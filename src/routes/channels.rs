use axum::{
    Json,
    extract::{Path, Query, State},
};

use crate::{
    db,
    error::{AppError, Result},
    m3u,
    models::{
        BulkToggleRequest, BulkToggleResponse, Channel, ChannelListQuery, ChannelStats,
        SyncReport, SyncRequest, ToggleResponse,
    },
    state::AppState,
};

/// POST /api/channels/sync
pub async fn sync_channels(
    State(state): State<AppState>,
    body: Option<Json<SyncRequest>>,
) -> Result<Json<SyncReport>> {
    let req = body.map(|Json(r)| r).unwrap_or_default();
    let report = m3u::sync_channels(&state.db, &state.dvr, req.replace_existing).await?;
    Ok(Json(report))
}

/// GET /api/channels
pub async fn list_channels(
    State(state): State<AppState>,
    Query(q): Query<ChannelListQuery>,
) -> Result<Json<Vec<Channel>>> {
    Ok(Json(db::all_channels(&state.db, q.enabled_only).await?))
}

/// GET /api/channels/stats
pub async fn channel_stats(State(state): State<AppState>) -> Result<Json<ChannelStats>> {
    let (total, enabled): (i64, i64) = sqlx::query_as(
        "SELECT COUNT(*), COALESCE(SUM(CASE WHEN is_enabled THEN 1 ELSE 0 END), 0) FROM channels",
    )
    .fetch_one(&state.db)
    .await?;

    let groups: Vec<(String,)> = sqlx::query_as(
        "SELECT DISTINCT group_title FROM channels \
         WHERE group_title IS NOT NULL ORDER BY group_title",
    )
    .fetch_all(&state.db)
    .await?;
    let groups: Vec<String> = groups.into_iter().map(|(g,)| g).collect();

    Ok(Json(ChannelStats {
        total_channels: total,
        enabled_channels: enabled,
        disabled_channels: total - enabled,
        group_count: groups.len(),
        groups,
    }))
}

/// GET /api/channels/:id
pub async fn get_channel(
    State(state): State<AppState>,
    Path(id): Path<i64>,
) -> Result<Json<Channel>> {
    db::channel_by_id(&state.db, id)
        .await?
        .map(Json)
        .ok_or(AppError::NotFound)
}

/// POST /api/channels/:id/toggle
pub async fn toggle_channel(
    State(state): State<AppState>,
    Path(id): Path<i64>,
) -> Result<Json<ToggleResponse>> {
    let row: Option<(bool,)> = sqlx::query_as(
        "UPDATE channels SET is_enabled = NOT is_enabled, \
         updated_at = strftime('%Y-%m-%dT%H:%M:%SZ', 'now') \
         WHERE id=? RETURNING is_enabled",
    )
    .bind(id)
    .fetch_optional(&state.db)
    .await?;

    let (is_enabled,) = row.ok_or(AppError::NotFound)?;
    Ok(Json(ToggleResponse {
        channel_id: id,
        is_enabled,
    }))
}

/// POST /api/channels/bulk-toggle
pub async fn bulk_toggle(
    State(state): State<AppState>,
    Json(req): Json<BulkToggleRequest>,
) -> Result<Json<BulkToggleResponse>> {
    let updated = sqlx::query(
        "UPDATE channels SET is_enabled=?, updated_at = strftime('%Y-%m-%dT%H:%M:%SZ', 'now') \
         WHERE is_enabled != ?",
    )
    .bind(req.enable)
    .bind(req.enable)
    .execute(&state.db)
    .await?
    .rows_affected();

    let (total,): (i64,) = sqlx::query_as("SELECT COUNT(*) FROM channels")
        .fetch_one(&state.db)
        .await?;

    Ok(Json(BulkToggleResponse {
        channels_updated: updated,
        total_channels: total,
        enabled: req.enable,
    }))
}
━━━━━━━━
- DESCRIPTION OF THE TASK -
For the word "BulkToggleResponse", find every line in the data that holds it and copy that line.

- OUTPUT BELOW -
        BulkToggleRequest, BulkToggleResponse, Channel, ChannelListQuery, ChannelStats,
) -> Result<Json<BulkToggleResponse>> {
    Ok(Json(BulkToggleResponse {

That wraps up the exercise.